On Fri, 2024-02-23 at 09:46 +0100, Herve Codina wrote:
> Hi,
>
> On Thu, 22 Feb 2024 17:08:28 -0800
> Saravana Kannan <saravanak@xxxxxxxxxx> wrote:
>
> > On Tue, Feb 20, 2024 at 10:56 PM Nuno Sá <noname.nuno@xxxxxxxxx> wrote:
> > >
> > > On Tue, 2024-02-20 at 16:31 -0800, Saravana Kannan wrote: 
> > > > On Thu, Nov 30, 2023 at 9:41 AM Herve Codina <herve.codina@xxxxxxxxxxx>
> > > > wrote: 
> > > > >
> > > > > The commit 80dd33cf72d1 ("drivers: base: Fix device link removal")
> > > > > introduces a workqueue to release the consumer and supplier devices
> > > > > used
> > > > > in the devlink.
> > > > > In the job queued, devices are release and in turn, when all the
> > > > > references to these devices are dropped, the release function of the
> > > > > device itself is called.
> > > > >
> > > > > Nothing is present to provide some synchronisation with this workqueue
> > > > > in order to ensure that all ongoing releasing operations are done and
> > > > > so, some other operations can be started safely.
> > > > >
> > > > > For instance, in the following sequence:
> > > > >   1) of_platform_depopulate()
> > > > >   2) of_overlay_remove()
> > > > >
> > > > > During the step 1, devices are released and related devlinks are
> > > > > removed
> > > > > (jobs pushed in the workqueue).
> > > > > During the step 2, OF nodes are destroyed but, without any
> > > > > synchronisation with devlink removal jobs, of_overlay_remove() can
> > > > > raise
> > > > > warnings related to missing of_node_put():
> > > > >   ERROR: memory leak, expected refcount 1 instead of 2
> > > > >
> > > > > Indeed, the missing of_node_put() call is going to be done, too late,
> > > > > from the workqueue job execution.
> > > > >
> > > > > Introduce device_link_wait_removal() to offer a way to synchronize
> > > > > operations waiting for the end of devlink removals (i.e. end of
> > > > > workqueue jobs).
> > > > > Also, as a flushing operation is done on the workqueue, the workqueue
> > > > > used is moved from a system-wide workqueue to a local one. 
> > > >
> > > > Thanks for the bug report and fix. Sorry again about the delay in
> > > > reviewing the changes.
> > > >
> > > > Please add Fixes tag for 80dd33cf72d1.
> > > >  
> > > > > Signed-off-by: Herve Codina <herve.codina@xxxxxxxxxxx>
> > > > > ---
> > > > >  drivers/base/core.c    | 26 +++++++++++++++++++++++---
> > > > >  include/linux/device.h |  1 +
> > > > >  2 files changed, 24 insertions(+), 3 deletions(-)
> > > > >
> > > > > diff --git a/drivers/base/core.c b/drivers/base/core.c
> > > > > index ac026187ac6a..2e102a77758c 100644
> > > > > --- a/drivers/base/core.c
> > > > > +++ b/drivers/base/core.c
> > > > > @@ -44,6 +44,7 @@ static bool fw_devlink_is_permissive(void);
> > > > >  static void __fw_devlink_link_to_consumers(struct device *dev);
> > > > >  static bool fw_devlink_drv_reg_done;
> > > > >  static bool fw_devlink_best_effort;
> > > > > +static struct workqueue_struct *fw_devlink_wq;
> > > > >
> > > > >  /**
> > > > >   * __fwnode_link_add - Create a link between two fwnode_handles.
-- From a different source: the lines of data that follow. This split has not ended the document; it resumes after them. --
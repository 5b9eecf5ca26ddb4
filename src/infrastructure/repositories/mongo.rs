use std::sync::Arc;

use anyhow::Context;
use async_trait::async_trait;
use chrono::{DateTime, Utc};
use mongodb::{
    Client, Collection,
    bson::{Bson, DateTime as BsonDateTime, Document, doc, oid::ObjectId},
    options::ReturnDocument,
};
use serde::{Deserialize, Serialize};
use tokio_stream::StreamExt;

use crate::domain::{
    models::{NewUser, UserAccount, UserChanges},
    repositories::UserRepository,
    value_objects::UserId,
};

/// Opens a driver client and checks that the deployment answers.
pub async fn connect(uri: &str) -> anyhow::Result<Client> {
    let client = Client::with_uri_str(uri)
        .await
        .context("invalid MongoDB connection string")?;
    client
        .database("admin")
        .run_command(doc! { "ping": 1 })
        .await
        .context("MongoDB deployment is unreachable")?;
    Ok(client)
}

#[derive(Clone)]
pub struct MongoUserRepository {
    collection: Collection<UserRecord>,
}

impl MongoUserRepository {
    pub fn new(client: &Client, database: &str, collection: &str) -> Arc<Self> {
        Arc::new(Self {
            collection: client.database(database).collection(collection),
        })
    }
}

#[async_trait]
impl UserRepository for MongoUserRepository {
    async fn insert(&self, user: NewUser) -> anyhow::Result<UserAccount> {
        let now = to_bson_datetime(Utc::now());
        let record = UserRecord {
            id: ObjectId::new(),
            firstname: Bson::String(user.firstname),
            lastname: Bson::String(user.lastname),
            email: Bson::String(user.email),
            dob: Bson::String(user.dob),
            bio: Bson::String(user.bio),
            created_at: Some(now),
            updated_at: Some(now),
        };
        self.collection
            .insert_one(&record)
            .await
            .context("failed to insert user")?;
        Ok(record.into())
    }

    async fn list(&self) -> anyhow::Result<Vec<UserAccount>> {
        let cursor = self
            .collection
            .find(doc! {})
            .await
            .context("failed to query users")?;
        let records = cursor
            .collect::<Result<Vec<UserRecord>, _>>()
            .await
            .context("failed to read users")?;
        Ok(records.into_iter().map(UserAccount::from).collect())
    }

    async fn get(&self, id: &UserId) -> anyhow::Result<Option<UserAccount>> {
        let record = self
            .collection
            .find_one(doc! { "_id": id.object_id() })
            .await
            .with_context(|| format!("failed to fetch user {id}"))?;
        Ok(record.map(UserAccount::from))
    }

    async fn update(&self, id: &UserId, changes: &UserChanges) -> anyhow::Result<Option<UserAccount>> {
        let record = self
            .collection
            .find_one_and_update(
                doc! { "_id": id.object_id() },
                doc! { "$set": set_document(changes, Utc::now()) },
            )
            .return_document(ReturnDocument::After)
            .await
            .with_context(|| format!("failed to update user {id}"))?;
        Ok(record.map(UserAccount::from))
    }

    async fn delete(&self, id: &UserId) -> anyhow::Result<u64> {
        let result = self
            .collection
            .delete_one(doc! { "_id": id.object_id() })
            .await
            .with_context(|| format!("failed to delete user {id}"))?;
        Ok(result.deleted_count)
    }

    async fn delete_all(&self) -> anyhow::Result<u64> {
        let result = self
            .collection
            .delete_many(doc! {})
            .await
            .context("failed to delete users")?;
        Ok(result.deleted_count)
    }
}

/// Stored shape of a user. Profile fields are kept as raw BSON so that
/// documents written with numbers, dates or missing fields still read.
#[derive(Debug, Serialize, Deserialize)]
struct UserRecord {
    #[serde(rename = "_id")]
    id: ObjectId,
    #[serde(default)]
    firstname: Bson,
    #[serde(default)]
    lastname: Bson,
    #[serde(default)]
    email: Bson,
    #[serde(default)]
    dob: Bson,
    #[serde(default)]
    bio: Bson,
    #[serde(rename = "createdAt", default, skip_serializing_if = "Option::is_none")]
    created_at: Option<BsonDateTime>,
    #[serde(rename = "updatedAt", default, skip_serializing_if = "Option::is_none")]
    updated_at: Option<BsonDateTime>,
}

impl From<UserRecord> for UserAccount {
    fn from(value: UserRecord) -> Self {
        Self {
            id: value.id.into(),
            firstname: render_text(value.firstname),
            lastname: render_text(value.lastname),
            email: render_text(value.email),
            dob: render_text(value.dob),
            bio: render_text(value.bio),
            created_at: value.created_at.and_then(from_bson_datetime),
            updated_at: value.updated_at.and_then(from_bson_datetime),
        }
    }
}

/// `$set` body naming only the supplied fields, plus the update timestamp.
fn set_document(changes: &UserChanges, now: DateTime<Utc>) -> Document {
    let mut set: Document = changes
        .fields()
        .map(|(name, value)| (name.to_string(), Bson::String(value.to_string())))
        .collect();
    set.insert("updatedAt", to_bson_datetime(now));
    set
}

/// Text form of a stored profile value; absent values read as empty.
fn render_text(value: Bson) -> String {
    match value {
        Bson::String(text) => text,
        Bson::Null | Bson::Undefined => String::new(),
        Bson::DateTime(date) => date
            .try_to_rfc3339_string()
            .unwrap_or_else(|_| date.to_string()),
        other => other.to_string(),
    }
}

fn to_bson_datetime(value: DateTime<Utc>) -> BsonDateTime {
    BsonDateTime::from_millis(value.timestamp_millis())
}

fn from_bson_datetime(value: BsonDateTime) -> Option<DateTime<Utc>> {
    DateTime::<Utc>::from_timestamp_millis(value.timestamp_millis())
}
use std::sync::Arc;

use poem::Result as PoemResult;
use poem_openapi::{OpenApi, param::Path, payload::Json};

use crate::{
    domain::models::UserChanges,
    presentation::http::{
        endpoints::root::{ApiState, EndpointsTags},
        errors::ApiError,
        mappers::map_user,
        requests::{CreateUserRequestDto, UpdateUserRequestDto},
        responses::{CreateUserResponse, CreateUserResponseDto, MessageDto, UserDto},
    },
};

#[derive(Clone)]
pub struct UsersEndpoints {
    state: Arc<ApiState>,
}

impl UsersEndpoints {
    pub fn new(state: Arc<ApiState>) -> Self {
        Self { state }
    }
}

#[OpenApi]
impl UsersEndpoints {
    #[oai(path = "/users", method = "post", tag = EndpointsTags::Users)]
    pub async fn create_user(
        &self,
        request: Json<CreateUserRequestDto>,
    ) -> PoemResult<CreateUserResponse> {
        self.state
            .create_user_usecase
            .execute(request.0.into())
            .await
            .map_err(ApiError::from)?;

        Ok(CreateUserResponse::Created(Json(CreateUserResponseDto {
            success: true,
            message: "New user account created".to_string(),
        })))
    }

    #[oai(path = "/users", method = "get", tag = EndpointsTags::Users)]
    pub async fn list_users(&self) -> PoemResult<Json<Vec<UserDto>>> {
        let users = self
            .state
            .list_users_usecase
            .execute()
            .await
            .map_err(ApiError::from)?;

        Ok(Json(users.iter().map(map_user).collect()))
    }

    #[oai(path = "/users/:id", method = "get", tag = EndpointsTags::Users)]
    pub async fn get_user(&self, id: Path<String>) -> PoemResult<Json<UserDto>> {
        let user = self
            .state
            .get_user_usecase
            .execute(&id.0)
            .await
            .map_err(ApiError::from)?;

        Ok(Json(map_user(&user)))
    }

    #[oai(path = "/users/:id", method = "patch", tag = EndpointsTags::Users)]
    pub async fn update_user(
        &self,
        id: Path<String>,
        request: Option<Json<UpdateUserRequestDto>>,
    ) -> PoemResult<Json<UserDto>> {
        // A bodiless PATCH changes nothing.
        let changes = request
            .map(|body| UserChanges::from(body.0))
            .unwrap_or_default();
        let user = self
            .state
            .update_user_usecase
            .execute(&id.0, changes)
            .await
            .map_err(ApiError::from)?;

        Ok(Json(map_user(&user)))
    }

    #[oai(path = "/users/:id", method = "delete", tag = EndpointsTags::Users)]
    pub async fn delete_user(&self, id: Path<String>) -> PoemResult<Json<MessageDto>> {
        self.state
            .delete_user_usecase
            .execute(&id.0)
            .await
            .map_err(ApiError::from)?;

        Ok(Json(MessageDto::new("user deleted")))
    }

    #[oai(path = "/users", method = "delete", tag = EndpointsTags::Users)]
    pub async fn delete_all_users(&self) -> PoemResult<Json<MessageDto>> {
        self.state
            .delete_all_users_usecase
            .execute()
            .await
            .map_err(ApiError::from)?;

        Ok(Json(MessageDto::new("all users deleted")))
    }
}
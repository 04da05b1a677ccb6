//! Genetic operators for fixed-length sequences.
//!
//! # Crossover
//!
//! - [`single_point_crossover`]: one cut strictly inside the sequence,
//!   tails exchanged, O(n)
//!
//! # Mutation
//!
//! - [`point_mutation`]: independent per-position resampling from the
//!   character pool, O(n)
//!
//! # References
//!
//! - Holland (1975), *Adaptation in Natural and Artificial Systems*
//! - Goldberg (1989), *Genetic Algorithms in Search, Optimization, and
//!   Machine Learning*

use super::charset::CharacterPool;
use rand::Rng;

// ============================================================================
// Crossover
// ============================================================================

/// Single-point crossover.
///
/// Picks `split` uniformly from `1..len` and returns
/// `(p1[..split] ++ p2[split..], p2[..split] ++ p1[split..])`, so each child
/// holds at least one symbol from each parent.
///
/// With `len == 1` there is no interior cut point; the children are copies
/// of `(parent1, parent2)` and no randomness is consumed.
///
/// # Panics
/// Panics if parents have different lengths or are empty.
pub fn single_point_crossover<T: Clone, R: Rng>(
    parent1: &[T],
    parent2: &[T],
    rng: &mut R,
) -> (Vec<T>, Vec<T>) {
    let n = parent1.len();
    assert_eq!(n, parent2.len(), "parents must have equal length");
    assert!(n > 0, "parents must not be empty");

    if n == 1 {
        return (parent1.to_vec(), parent2.to_vec());
    }

    let split = rng.random_range(1..n);
    (splice(parent1, parent2, split), splice(parent2, parent1, split))
}

fn splice<T: Clone>(head: &[T], tail: &[T], split: usize) -> Vec<T> {
    let mut child = Vec::with_capacity(head.len());
    child.extend_from_slice(&head[..split]);
    child.extend_from_slice(&tail[split..]);
    child
}

// ============================================================================
// Mutation
// ============================================================================

/// Point mutation: each position is resampled from `pool` with probability
/// `rate`.
///
/// One `f64` in `[0, 1)` is drawn per position; the symbol is replaced when
/// the draw is below `rate`. The replacement may equal the original.
pub fn point_mutation<R: Rng>(
    dna: Vec<char>,
    pool: &CharacterPool,
    rate: f64,
    rng: &mut R,
) -> Vec<char> {
    dna.into_iter()
        .map(|c| {
            if rng.random::<f64>() < rate {
                pool.random_symbol(rng)
            } else {
                c
            }
        })
        .collect()
}

#[cfg(test)]
mod tests {
    use super::*;
    use crate::evolve::CharacterSet;
    use crate::random::create_rng;

    fn chars(s: &str) -> Vec<char> {
        s.chars().collect()
    }

    #[test]
    fn test_crossover_split_strictly_inside() {
        let p1 = chars("AAAAAAAA");
        let p2 = chars("BBBBBBBB");
        let mut rng = create_rng(42);
        for _ in 0..500 {
            let (a, b) = single_point_crossover(&p1, &p2, &mut rng);
            assert_eq!(a.len(), 8);
            assert_eq!(b.len(), 8);
            // Child A starts with p1 and ends with p2.
            assert_eq!(a[0], 'A');
            assert_eq!(a[7], 'B');
            assert_eq!(b[0], 'B');
            assert_eq!(b[7], 'A');
            assert_ne!(a, p1);
            assert_ne!(a, p2);
        }
    }

    #[test]
    fn test_crossover_children_are_complementary() {
        let p1 = chars("abcdef");
        let p2 = chars("UVWXYZ");
        let mut rng = create_rng(3);
        for _ in 0..100 {
            let (a, b) = single_point_crossover(&p1, &p2, &mut rng);
            let split = a.iter().take_while(|c| c.is_lowercase()).count();
            assert!((1..6).contains(&split));
            assert_eq!(&a[..split], &p1[..split]);
            assert_eq!(&a[split..], &p2[split..]);
            assert_eq!(&b[..split], &p2[..split]);
            assert_eq!(&b[split..], &p1[split..]);
        }
    }

    #[test]
    fn test_crossover_two_symbols_has_one_cut() {
        let mut rng = create_rng(9);
        let (a, b) = single_point_crossover(&chars("AB"), &chars("xy"), &mut rng);
        assert_eq!(a, chars("Ay"));
        assert_eq!(b, chars("xB"));
    }

    #[test]
    fn test_crossover_single_symbol_is_noop() {
        let mut rng = create_rng(1);
        let (a, b) = single_point_crossover(&['X'], &['Y'], &mut rng);
        assert_eq!(a, vec!['X']);
        assert_eq!(b, vec!['Y']);
    }

    #[test]
    fn test_crossover_identical_parents() {
        let p = chars("SAME");
        let mut rng = create_rng(5);
        let (a, b) = single_point_crossover(&p, &p, &mut rng);
        assert_eq!(a, p);
        assert_eq!(b, p);
    }

    #[test]
    #[should_panic(expected = "parents must have equal length")]
    fn test_crossover_length_mismatch_panics() {
        let mut rng = create_rng(1);
        single_point_crossover(&chars("AB"), &chars("ABC"), &mut rng);
    }

    #[test]
    fn test_mutation_rate_zero_keeps_sequence() {
        let pool = CharacterPool::from_set(CharacterSet::LettersSpace);
        let mut rng = create_rng(42);
        let dna = chars("Hello World");
        assert_eq!(point_mutation(dna.clone(), &pool, 0.0, &mut rng), dna);
    }

    #[test]
    fn test_mutation_rate_one_resamples_every_position() {
        let pool = CharacterPool::from_set(CharacterSet::LettersSpace);
        let mut rng = create_rng(42);
        // '#' is outside the pool, so any surviving '#' means a skipped position.
        let dna = vec!['#'; 64];
        let out = point_mutation(dna, &pool, 1.0, &mut rng);
        assert_eq!(out.len(), 64);
        assert!(out.iter().all(|&c| pool.contains(c)));
    }

    #[test]
    fn test_mutation_rate_is_per_position() {
        let pool = CharacterPool::from_set(CharacterSet::LettersSpace);
        let mut rng = create_rng(11);
        let dna = vec!['#'; 10_000];
        let out = point_mutation(dna, &pool, 0.1, &mut rng);
        let mutated = out.iter().filter(|&&c| c != '#').count();
        assert!(
            (800..1200).contains(&mutated),
            "expected ~1000 mutated positions, got {mutated}"
        );
    }
}
//! Target-sequence evolution engine.
//!
//! Evolves fixed-length symbol sequences toward a target string with a
//! generational genetic algorithm:
//!
//! - **Selection**: elitism, semi-elitism, or unbiased random parenting over
//!   a ranked population with a configurable survival rate.
//! - **Crossover**: single-point, cut strictly inside the sequence.
//! - **Mutation**: per-position resampling from a configurable character
//!   pool.
//! - **Statistics**: best individual, average fitness, diversity, and
//!   stagnation tracking per generation.
//!
//! # Architecture
//!
//! The engine is synchronous and caller-driven: every `step()` runs one full
//! generation to completion and returns its statistics. Rendering, pacing,
//! and cancellation belong to the caller. Randomness is injected, so a fixed
//! seed reproduces a run exactly.

pub mod error;
pub mod evolve;
pub mod random;

pub use error::{EvolveError, Result};
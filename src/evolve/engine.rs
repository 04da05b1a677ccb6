//! Step-driven evolution engine.
//!
//! [`EvolutionEngine`] owns the population and performs one generational
//! transition per [`step`](EvolutionEngine::step):
//! rank → survivors → crossover → mutation → evaluation → swap.
//!
//! The caller drives the loop. A typical driver initializes once, then
//! steps and renders the returned [`Stats`] until `is_complete` or
//! `is_stagnant`; [`EvolutionRunner`](super::EvolutionRunner) packages that
//! loop.

use super::charset::CharacterPool;
use super::config::{ConfigUpdate, EvolveConfig};
use super::operators::{point_mutation, single_point_crossover};
use super::selection::survivor_count;
use super::stats::{find_best, StagnationTracker, Stats};
use super::types::Individual;
use crate::error::{EvolveError, Result};
use crate::random::rng_from_seed;
use log::{debug, info, trace, warn};
use rand::rngs::StdRng;
use rand::Rng;

/// Lifecycle of an engine.
///
/// ```text
/// Uninitialized --initialize()--> Ready --step()--> Ready
///                                 Ready --step(), target reached--> Terminal
/// Ready | Terminal --reset()--> Uninitialized
/// ```
#[derive(Debug, Clone, Copy, PartialEq, Eq)]
pub enum EngineState {
    /// No population. `step()` and `stats()` fail.
    Uninitialized,
    /// A population exists and the target has not been reached.
    Ready,
    /// The best individual equals the target. `step()` no longer advances.
    Terminal,
}

/// Evolves a population of fixed-length sequences toward a target.
///
/// Generic over the random source; [`EvolutionEngine::new`] seeds a
/// [`StdRng`] from the configuration, [`EvolutionEngine::with_rng`] accepts
/// any [`Rng`].
///
/// # Usage
///
/// ```
/// use u_evolve::evolve::{EvolutionEngine, EvolveConfig};
///
/// let config = EvolveConfig::new("GATTACA")
///     .with_population_size(200)
///     .with_seed(7);
/// let mut engine = EvolutionEngine::new(config).unwrap();
/// engine.validate_target().unwrap();
/// engine.initialize();
///
/// let stats = engine.step().unwrap();
/// assert_eq!(stats.generation, 1);
/// assert_eq!(engine.population().len(), 200);
/// ```
#[derive(Debug)]
pub struct EvolutionEngine<R: Rng = StdRng> {
    config: EvolveConfig,
    pool: CharacterPool,
    target: Vec<char>,
    population: Vec<Individual>,
    generation: usize,
    tracker: StagnationTracker,
    state: EngineState,
    rng: R,
}

impl EvolutionEngine<StdRng> {
    /// Validates `config` and builds an engine seeded from `config.seed`
    /// (or fresh entropy when unset).
    pub fn new(config: EvolveConfig) -> Result<Self> {
        let rng = rng_from_seed(config.seed);
        Self::with_rng(config, rng)
    }
}

impl<R: Rng> EvolutionEngine<R> {
    /// Validates `config` and builds an engine drawing from `rng`.
    ///
    /// # Errors
    /// [`EvolveError::Configuration`] if any field is out of range.
    pub fn with_rng(config: EvolveConfig, rng: R) -> Result<Self> {
        config.validate()?;
        let pool = CharacterPool::from_set(config.character_set);
        let target = config.target.chars().collect();
        let tracker = StagnationTracker::new(config.stagnation_threshold);
        debug!(
            "engine configured: target_len={}, population={}, selection={}, charset={}",
            config.target_len(),
            config.population_size,
            config.selection,
            config.character_set
        );
        Ok(Self {
            config,
            pool,
            target,
            population: Vec::new(),
            generation: 0,
            tracker,
            state: EngineState::Uninitialized,
            rng,
        })
    }

    pub fn config(&self) -> &EvolveConfig {
        &self.config
    }

    /// Symbols available for generation and mutation.
    pub fn character_pool(&self) -> &CharacterPool {
        &self.pool
    }

    pub fn state(&self) -> EngineState {
        self.state
    }

    pub fn generation(&self) -> usize {
        self.generation
    }

    /// Current population, in the order produced by the last transition.
    pub fn population(&self) -> &[Individual] {
        &self.population
    }

    /// Best fitness of every generation so far; index `g` is generation `g`.
    pub fn best_fitness_history(&self) -> &[usize] {
        self.tracker.history()
    }

    /// Checks that the target can be built from the character pool.
    ///
    /// `initialize()` does not enforce this; a run with an unreachable
    /// target simply never completes.
    ///
    /// # Errors
    /// [`EvolveError::InvalidTarget`] listing the foreign symbols.
    pub fn validate_target(&self) -> Result<()> {
        self.pool.validate_target(&self.config.target)
    }

    /// Starts a fresh run: generation 0 with `population_size` random
    /// individuals.
    ///
    /// Callable at any time; an existing run is discarded. The engine is
    /// always `Ready` afterwards, even when generation 0 already contains
    /// the target; only `step()` moves it to `Terminal`.
    pub fn initialize(&mut self) {
        if let Err(EvolveError::InvalidTarget { symbols }) = self.validate_target() {
            warn!(
                "target contains symbols outside the {} pool: {:?}; run cannot complete",
                self.pool.set(),
                symbols
            );
        }

        let len = self.target.len();
        let pool = &self.pool;
        let target = &self.target;
        let rng = &mut self.rng;
        self.population = (0..self.config.population_size)
            .map(|_| Individual::evaluated(pool.random_sequence(len, rng), target))
            .collect();

        self.generation = 0;
        self.tracker = StagnationTracker::new(self.config.stagnation_threshold);
        self.state = EngineState::Ready;
        debug!(
            "initialized population of {} (target_len={len})",
            self.population.len()
        );
        let stats = self.finish_generation();
        if stats.is_complete {
            debug!("generation 0 already contains the target");
        }
    }

    /// Advances one generation and returns its statistics.
    ///
    /// In the `Terminal` state the run is left unchanged and the current
    /// statistics are returned.
    ///
    /// # Errors
    /// [`EvolveError::NotInitialized`] before `initialize()`.
    pub fn step(&mut self) -> Result<Stats> {
        match self.state {
            EngineState::Uninitialized => return Err(EvolveError::NotInitialized),
            EngineState::Terminal => {
                debug!("step() on a completed run; generation {} unchanged", self.generation);
                return self.stats();
            }
            EngineState::Ready => {}
        }

        let size = self.config.population_size;
        let strategy = self.config.selection;

        // The previous generation is only read from here on; the new one is
        // built separately and swapped in whole.
        let mut previous = std::mem::take(&mut self.population);
        previous.sort_by(|a, b| b.fitness().cmp(&a.fitness()));

        let survivors = &previous[..survivor_count(size, self.config.survival_rate)];
        let mut next: Vec<Individual> = Vec::with_capacity(size);
        if strategy.carries_survivors() {
            next.extend_from_slice(survivors);
        }

        while next.len() < size {
            let (p1, p2) = strategy.select_parents(survivors, &previous, &mut self.rng);
            let (a, b) = single_point_crossover(p1.dna(), p2.dna(), &mut self.rng);

            let a = self.mutate(a);
            next.push(Individual::evaluated(a, &self.target));

            if next.len() < size {
                let b = self.mutate(b);
                next.push(Individual::evaluated(b, &self.target));
            }
        }

        self.population = next;
        self.generation += 1;

        let stats = self.finish_generation();
        if stats.is_complete {
            self.state = EngineState::Terminal;
            info!(
                "target reached at generation {}: {:?}",
                stats.generation,
                stats.best.sequence()
            );
        }
        Ok(stats)
    }

    /// Statistics of the current generation. Pure read.
    ///
    /// # Errors
    /// [`EvolveError::NotInitialized`] before `initialize()`.
    pub fn stats(&self) -> Result<Stats> {
        if self.state == EngineState::Uninitialized {
            return Err(EvolveError::NotInitialized);
        }
        Ok(Stats::compute(
            self.generation,
            &self.population,
            self.target.len(),
            &self.tracker,
        ))
    }

    /// Discards the run. Configuration and character pool are kept.
    pub fn reset(&mut self) {
        self.population.clear();
        self.generation = 0;
        self.tracker = StagnationTracker::new(self.config.stagnation_threshold);
        self.state = EngineState::Uninitialized;
        debug!("engine reset");
    }

    /// Merges `update` into the live configuration.
    ///
    /// A character-set change recomputes the pool immediately; the existing
    /// population is not revalidated against it. A changed seed is stored
    /// but does not reseed the running generator.
    ///
    /// # Errors
    /// [`EvolveError::Configuration`] if the merged configuration is invalid,
    /// or if `target` or `population_size` changes while a run is active
    /// (call [`reset`](Self::reset) first). The configuration is unchanged
    /// on error.
    pub fn update_config(&mut self, update: &ConfigUpdate) -> Result<()> {
        if self.state != EngineState::Uninitialized && update.is_structural(&self.config) {
            return Err(EvolveError::Configuration(
                "target and population_size cannot change during a run; reset first".into(),
            ));
        }

        let merged = update.apply_to(&self.config);
        merged.validate()?;

        if merged.character_set != self.config.character_set {
            self.pool = CharacterPool::from_set(merged.character_set);
            debug!("character pool recomputed for {}", merged.character_set);
        }
        if merged.target != self.config.target {
            self.target = merged.target.chars().collect();
        }
        self.tracker.set_threshold(merged.stagnation_threshold);
        self.config = merged;
        Ok(())
    }

    fn mutate(&mut self, dna: Vec<char>) -> Vec<char> {
        if self.config.mutation_enabled {
            point_mutation(dna, &self.pool, self.config.mutation_rate, &mut self.rng)
        } else {
            dna
        }
    }

    /// Records the current generation exactly once.
    fn finish_generation(&mut self) -> Stats {
        let best_fitness = find_best(&self.population).fitness();
        let was_stagnant = self.tracker.is_stagnant();
        self.tracker.record(self.generation, best_fitness);

        let stats = Stats::compute(
            self.generation,
            &self.population,
            self.target.len(),
            &self.tracker,
        );
        trace!(
            "generation {}: best={} avg={:.3} diversity={:.1}%",
            stats.generation,
            stats.best.fitness(),
            stats.average_fitness,
            stats.diversity
        );

        if !stats.is_complete && stats.is_stagnant && !was_stagnant {
            info!(
                "run stagnant at generation {}: no improvement for {} generations",
                stats.generation, stats.generations_since_improvement
            );
        }
        stats
    }
}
> > > > > @@ -530,12 +531,26 @@ static void devlink_dev_release(struct device
> > > > > *dev)
> > > > >         /*
> > > > >          * It may take a while to complete this work because of the
> > > > > SRCU
> > > > >          * synchronization in device_link_release_fn() and if the
> > > > > consumer or
> > > > > -        * supplier devices get deleted when it runs, so put it into
> > > > > the "long"
> > > > > -        * workqueue.
> > > > > +        * supplier devices get deleted when it runs, so put it into
> > > > > the
> > > > > +        * dedicated workqueue.
> > > > >          */
> > > > > -       queue_work(system_long_wq, &link->rm_work);
> > > > > +       queue_work(fw_devlink_wq, &link->rm_work); 
> > > >
> > > > This has nothing to do with fw_devlink. fw_devlink is just triggering
> > > > the issue in device links. You can hit this bug without fw_devlink too.
> > > > So call this device_link_wq since it's consistent with device_link_*
> > > > APIs.
> > > >  
> > >
> > > I'm not sure if I got this right in my series. I do call
> > > devlink_release_queue() to
> > > my queue. But on the Overlay side I use fwnode_links_flush_queue() because
> > > it looked
> > > more sensible from an OF point of view. And including (in OF code)
> > > linux/fwnode.h
> > > instead linux/device.h makes more sense to me.
> > >  
> > > > >  }
> > > > >
> > > > > +/**
> > > > > + * device_link_wait_removal - Wait for ongoing devlink removal jobs
> > > > > to terminate
> > > > > + */
> > > > > +void device_link_wait_removal(void)
> > > > > +{
> > > > > +       /*
> > > > > +        * devlink removal jobs are queued in the dedicated work
> > > > > queue.
> > > > > +        * To be sure that all removal jobs are terminated, ensure
> > > > > that any
> > > > > +        * scheduled work has run to completion.
> > > > > +        */
> > > > > +       drain_workqueue(fw_devlink_wq); 
> > > >
> > > > Is there a reason this needs to be drain_workqueu() instead of
> > > > flush_workqueue(). Drain is a stronger guarantee than we need in this
> > > > case. All we are trying to make sure is that all the device link
> > > > remove work queued so far have completed.
> > > >  
> > >
> > > Yeah, I'm also using flush_workqueue().
> > >  
> > > > > +}
> > > > > +EXPORT_SYMBOL_GPL(device_link_wait_removal);
> > > > > +
> > > > >  static struct class devlink_class = {
> > > > >         .name = "devlink",
> > > > >         .dev_groups = devlink_groups,
> > > > > @@ -4085,9 +4100,14 @@ int __init devices_init(void)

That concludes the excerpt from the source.